Griffin looked at MacHeath oddly. "I wish I was a halfway decent telepath, I'd like to know what's going on in your preconscious."

"You'd have to dig deeper than that, I'm afraid," MacHeath said ruefully. "As soon as my subconscious has solved the problem, I'll let you know."

"I've changed my mind," said Griffin cheerfully. "I don't envy your telepathy. I don't envy a guy who has to TP his own subconscious to find out what he's thinking."

MacHeath chuckled softly as he turned the bolt that opened the door in the "gun" end of the stripped-nuclei accelerator. The seals broke with a soft hiss. Evidently, the barometric pressure outside the two-mile-long underground tube had changed slightly during the time they had been down there.

"It'll be a week before we can test it," MacHeath said in a tired voice. "Even after we get it partly in balance. It'll take that long to evacuate the tube and sweep it clean."

It was the first sentence he had spoken in the past hour or so, and it was purely for the edification of the man who was standing on the other side of the air lock, although neither Griffin nor MacHeath had actually seen him as yet.

Griffin was not a telepath in the sense that the S.M.M.R. used the word, but to a non-psionicist, he would have appeared to be one. Membership in the "core" group of the Society for Mystical and Metaphysical Research required, above all, understanding. And, with that understanding, a conversation between two members need consist only of an occasional gesture and a key word now and then.

The word "understanding" needs emphasis. Without understanding of another human mind, no human mind can be completely effective. Without that understanding, no human being can be completely free.

And yet, the English word "understanding" is only an approximation to the actual process that must take place. Total understanding, in one sense, would require that a person actually become another person—that he be able to feel, completely and absolutely, every emotion, every thought, every bodily sensation, every twinge of memory, every judgment, every decision, and every sense of personal identity that is felt by the other person, no more and no less.

Such totality is, obviously, neither attainable nor desirable. The result would be a merger of identities, a total unification. And, as a consequence, a complete loss of one of the human beings involved.

Optimum "understanding" requires that a judgment be made, and that, in turn, requires two minds—not a fusion of identity. There must be one to judge and another to be judged, and each mind plays both roles.

Love thy neighbor as thyself. But the original Greek word would translate better as "respect and understand" than as the modern English "love." The founders of our modern religions were not fools; they simply did not have the tools at hand to formulate their knowledge properly. As understanding increases, a critical point is reached, which causes a qualitative change in the human mind.

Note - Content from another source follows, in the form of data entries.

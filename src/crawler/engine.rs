//! Crawl engine - top-level mirror orchestration
//!
//! A run walks the catalog hierarchy from the top:
//! - Fetch and store the service index
//! - Fetch and store the catalog index it points to
//! - Select the pages newer than the cursor
//! - Process pages in commit order, persisting the cursor after each one
//!
//! The cursor only ever moves to the timestamp of a commit batch that is
//! fully processed and known to be closed. A batch is closed once the index
//! lists a newer commit for its page or the index has no further pages.
//! Items newer than the commit the index lists for their page are left for
//! a later run.

use crate::catalog::{
    decode, CatalogIndex, CatalogPage, DownloadDepth, PageRef, ServiceIndex, Timestamp,
};
use crate::config::{validate, Config};
use crate::crawler::client::{fetch_cancellable, CatalogClient, HttpCatalogClient};
use crate::crawler::leaf_fetcher::LeafFetcher;
use crate::crawler::page_processor::{CommitBudget, PageProcessor, PageWindow};
use crate::reports::{NullVisitor, PageVisitor};
use crate::storage::{
    resource_directory, resource_path, CursorStore, DocumentStore, FileCursorStore,
    FileDocumentStore, PathFormatter,
};
use crate::{CatalogError, ConfigError, Result};
use serde::de::DeserializeOwned;
use std::fmt;
use std::path::PathBuf;
use std::sync::Arc;
use tokio_util::sync::CancellationToken;
use url::Url;

/// Why a run stopped
#[derive(Debug, Clone, Copy, PartialEq, Eq)]
pub enum StopReason {
    /// The configured depth does not include catalog pages
    DepthReached,
    /// Every page newer than the cursor was processed
    FeedExhausted,
    /// `max-pages` was reached with pages left
    MaxPages,
    /// `max-commits` was reached with items left
    MaxCommits,
}

impl fmt::Display for StopReason {
    fn fmt(&self, f: &mut fmt::Formatter<'_>) -> fmt::Result {
        let s = match self {
            Self::DepthReached => "depth reached",
            Self::FeedExhausted => "feed exhausted",
            Self::MaxPages => "max pages reached",
            Self::MaxCommits => "max commits reached",
        };
        f.write_str(s)
    }
}

/// What a completed run did
#[derive(Debug, Clone, PartialEq, Eq)]
pub struct CrawlSummary {
    pub depth: DownloadDepth,
    /// Pages processed, not counting pages fetched only to finish an open batch
    pub pages_processed: usize,
    pub items_processed: usize,
    pub leaves_downloaded: usize,
    /// Cursor after the run, `None` at depths that keep no cursor
    pub cursor: Option<Timestamp>,
    pub stop_reason: StopReason,
}

impl CrawlSummary {
    fn new(depth: DownloadDepth, cursor: Option<Timestamp>, stop_reason: StopReason) -> Self {
        Self {
            depth,
            pages_processed: 0,
            items_processed: 0,
            leaves_downloaded: 0,
            cursor,
            stop_reason,
        }
    }
}

/// Drives one mirror run over a catalog
///
/// All collaborators are explicit constructor parameters; `from_config`
/// wires up the HTTP client and file stores for the configured data
/// directory.
pub struct CrawlEngine<V: PageVisitor = NullVisitor> {
    config: Arc<Config>,
    client: Arc<dyn CatalogClient>,
    cursors: Arc<dyn CursorStore>,
    documents: Arc<dyn DocumentStore>,
    formatter: PathFormatter,
    visitor: V,
    cancel: CancellationToken,
}

impl CrawlEngine<NullVisitor> {
    /// Creates an engine with the default collaborators and no visitor
    pub fn from_config(config: Config, cancel: CancellationToken) -> Result<Self> {
        Self::from_config_with_visitor(config, NullVisitor, cancel)
    }
}

impl<V: PageVisitor> CrawlEngine<V> {
    /// Creates a new engine
    ///
    /// # Arguments
    ///
    /// * `config` - Run configuration, validated here
    /// * `client` - Fetch collaborator
    /// * `cursors` - Cursor persistence
    /// * `documents` - Where fetched documents are written
    /// * `visitor` - Called once for every fetched catalog page
    /// * `cancel` - Cancels the run, aborting in-flight fetches
    ///
    /// # Returns
    ///
    /// * `Ok(CrawlEngine)` - Engine ready to run
    /// * `Err(CatalogError::Config)` - The configuration is invalid
    pub fn new(
        config: Config,
        client: Arc<dyn CatalogClient>,
        cursors: Arc<dyn CursorStore>,
        documents: Arc<dyn DocumentStore>,
        visitor: V,
        cancel: CancellationToken,
    ) -> Result<Self> {
        validate(&config)?;

        Ok(Self {
            formatter: PathFormatter::new(config.output.format_paths),
            config: Arc::new(config),
            client,
            cursors,
            documents,
            visitor,
            cancel,
        })
    }

    /// Creates an engine with the HTTP client and file stores
    pub fn from_config_with_visitor(
        config: Config,
        visitor: V,
        cancel: CancellationToken,
    ) -> Result<Self> {
        validate(&config)?;

        let client = HttpCatalogClient::with_user_agent(config.source.user_agent.as_deref())?;
        let cursors = FileCursorStore::new(
            config.output.data_dir.clone(),
            config.output.cursor_suffix.clone(),
        );
        let documents =
            FileDocumentStore::new(config.output.data_dir.clone(), config.output.json_formatting);

        Self::new(
            config,
            Arc::new(client),
            Arc::new(cursors),
            Arc::new(documents),
            visitor,
            cancel,
        )
    }

    pub fn into_visitor(self) -> V {
        self.visitor
    }

    /// Runs the mirror once
    ///
    /// Limits are normal completions. On error the cursor holds the last
    /// safely advanced value, so the next run resumes without gaps.
    pub async fn run(&mut self) -> Result<CrawlSummary> {
        let depth = self.config.download.depth;
        let source_url = Url::parse(&self.config.source.service_index_url)
            .map_err(|e| ConfigError::InvalidUrl(format!("service-index-url: {}", e)))?;

        tracing::info!("Starting {} run against {}", depth, source_url);

        let service_index: ServiceIndex = self
            .fetch_document(&source_url, resource_path(&source_url))
            .await?;
        if depth == DownloadDepth::ServiceIndex {
            return Ok(CrawlSummary::new(depth, None, StopReason::DepthReached));
        }

        let catalog_url = parse_url(service_index.catalog_index_url(source_url.as_str())?)?;
        let catalog_index: CatalogIndex = self
            .fetch_document(&catalog_url, resource_path(&catalog_url))
            .await?;
        if !depth.tracks_cursor() {
            return Ok(CrawlSummary::new(depth, None, StopReason::DepthReached));
        }

        let resource = resource_directory(&catalog_url);
        let cursor = self.cursors.load(&resource, depth)?;
        match cursor {
            Some(cursor) => tracing::info!("Resuming {} after {}", resource, cursor),
            None => tracing::info!("No cursor for {}, mirroring from the start", resource),
        }

        let summary = self.process_pages(&resource, &catalog_index, cursor).await?;
        tracing::info!(
            "Run finished ({}): {} pages, {} items, {} leaves downloaded",
            summary.stop_reason,
            summary.pages_processed,
            summary.items_processed,
            summary.leaves_downloaded
        );
        Ok(summary)
    }

    async fn process_pages(
        &mut self,
        resource: &str,
        index: &CatalogIndex,
        mut cursor: Option<Timestamp>,
    ) -> Result<CrawlSummary> {
        let depth = self.config.download.depth;
        let max_pages = self.config.download.max_pages;

        // Index order is commit order; it is filtered, never re-sorted.
        let pages: Vec<&PageRef> = index
            .items
            .iter()
            .filter(|page| cursor.map_or(true, |cursor| page.commit_timestamp > cursor))
            .collect();
        tracing::info!(
            "{} of {} catalog pages have new commits",
            pages.len(),
            index.items.len()
        );

        let processor = PageProcessor::new(
            depth,
            LeafFetcher::new(
                self.client.clone(),
                self.documents.clone(),
                self.formatter,
                self.config.download.parallel_downloads,
                self.cancel.clone(),
            ),
        );

        let mut summary = CrawlSummary::new(depth, cursor, StopReason::FeedExhausted);
        let mut budget = CommitBudget::new(self.config.download.max_commits);
        let mut open_batch: Option<Timestamp> = None;
        let mut limit: Option<StopReason> = None;

        for (position, page_ref) in pages.iter().enumerate() {
            if self.cancel.is_cancelled() {
                return Err(CatalogError::Cancelled);
            }

            let is_last = position + 1 == pages.len();
            let continuation_only = limit.is_some();
            if continuation_only {
                tracing::debug!(
                    "Fetching {} to finish commit batch {:?}",
                    page_ref.url,
                    open_batch
                );
            }

            let page_url = parse_url(&page_ref.url)?;
            let page: CatalogPage = self
                .fetch_document(&page_url, self.formatter.page_path(&page_url))
                .await?;

            let window = PageWindow {
                cursor,
                listed_commit: Some(page_ref.commit_timestamp),
                open_batch,
                continuation_only,
                is_last,
            };
            let outcome = processor
                .process(&page, window, &mut budget, &mut self.visitor)
                .await?;

            if !continuation_only {
                summary.pages_processed += 1;
            }
            summary.items_processed += outcome.items_processed;
            summary.leaves_downloaded += outcome.leaves_downloaded;

            if outcome.page_max != Some(page_ref.commit_timestamp) {
                tracing::warn!(
                    "Catalog index lists {} at {}, page content ends at {:?}",
                    page_ref.url,
                    page_ref.commit_timestamp,
                    outcome.page_max
                );
            }

            self.advance_cursor(resource, &mut cursor, outcome.safe_advance_to)?;

            if let Some(failure) = outcome.failure {
                tracing::warn!(
                    "Stopping at commit {:?} on {}; cursor stays at {:?}",
                    outcome.failed_group,
                    page_ref.url,
                    cursor
                );
                return Err(failure);
            }

            open_batch = outcome.open_batch;

            if limit.is_none() {
                if outcome.refused {
                    limit = Some(StopReason::MaxCommits);
                } else if !is_last && matches!(max_pages, Some(max) if summary.pages_processed >= max)
                {
                    limit = Some(StopReason::MaxPages);
                } else if !is_last && budget.is_exhausted() {
                    limit = Some(StopReason::MaxCommits);
                }
            }

            if limit.is_some() && open_batch.is_none() {
                break;
            }
        }

        summary.cursor = cursor;
        summary.stop_reason = limit.unwrap_or(StopReason::FeedExhausted);
        Ok(summary)
    }

    /// Fetches, decodes and stores one document
    async fn fetch_document<T: DeserializeOwned>(
        &self,
        url: &Url,
        relative_path: PathBuf,
    ) -> Result<T> {
        let document = fetch_cancellable(self.client.as_ref(), url, &self.cancel).await?;
        let decoded = decode(url.as_str(), &document.bytes)?;
        let written = self.documents.write(&relative_path, &document.bytes)?;
        tracing::debug!("Stored {} at {}", url, written.display());
        Ok(decoded)
    }

    fn advance_cursor(
        &self,
        resource: &str,
        cursor: &mut Option<Timestamp>,
        candidate: Option<Timestamp>,
    ) -> Result<()> {
        let Some(candidate) = candidate else {
            return Ok(());
        };
        if cursor.map_or(false, |current| candidate <= current) {
            return Ok(());
        }

        self.cursors
            .save(resource, self.config.download.depth, candidate)?;
        *cursor = Some(candidate);
        tracing::info!("Cursor for {} advanced to {}", resource, candidate);
        Ok(())
    }
}

fn parse_url(url: &str) -> Result<Url> {
    Url::parse(url).map_err(|e| CatalogError::malformed(url, format!("invalid URL: {}", e)))
}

First, self-understanding must come. The human mind operates through similarities, and the thing most similar to any human mind is itself. The next most similar thing is another human mind.

From that point on, all objects, processes, and patterns in the universe can be graded according to their similarity to each other, and, ultimately, to their similarity to the human mind.

Two given entities may seem utterly dissimilar, but they can always be linked by a tertium quid—a "third thing" which is similar to both. This third thing, be it a material object or a product of the human imagination, is called a symbol. Symbols are the bridges by which the human mind can reach and manipulate the universe in which it exists. With the proper symbols and the understanding to use them, the human mind is limited only by its own inherent structural restrictions.

One of the most active research projects of the S.M.M.R. was the construction of a more powerful symbology. Psionics had made tremendous strides in the previous four decades, but it was still in the alchemy stage. So far, symbols for various processes could only be worked out by cut-and-try, rule-of-thumb methods, using symbols already established, including languages and mathematics. None were completely satisfactory, but they worked fairly well within their narrow limits.

As far as communication was concerned, the hashed-together symbology used by the S.M.M.R. was better than any conceivable code. The understanding required to "break" the "code" was well beyond the critical point. Anyone who could break it was, ipso facto, a member of the S.M.M.R.

Most people didn't even realize that a conversation was taking place between two members, especially if a "cover conversation" was used at the same time.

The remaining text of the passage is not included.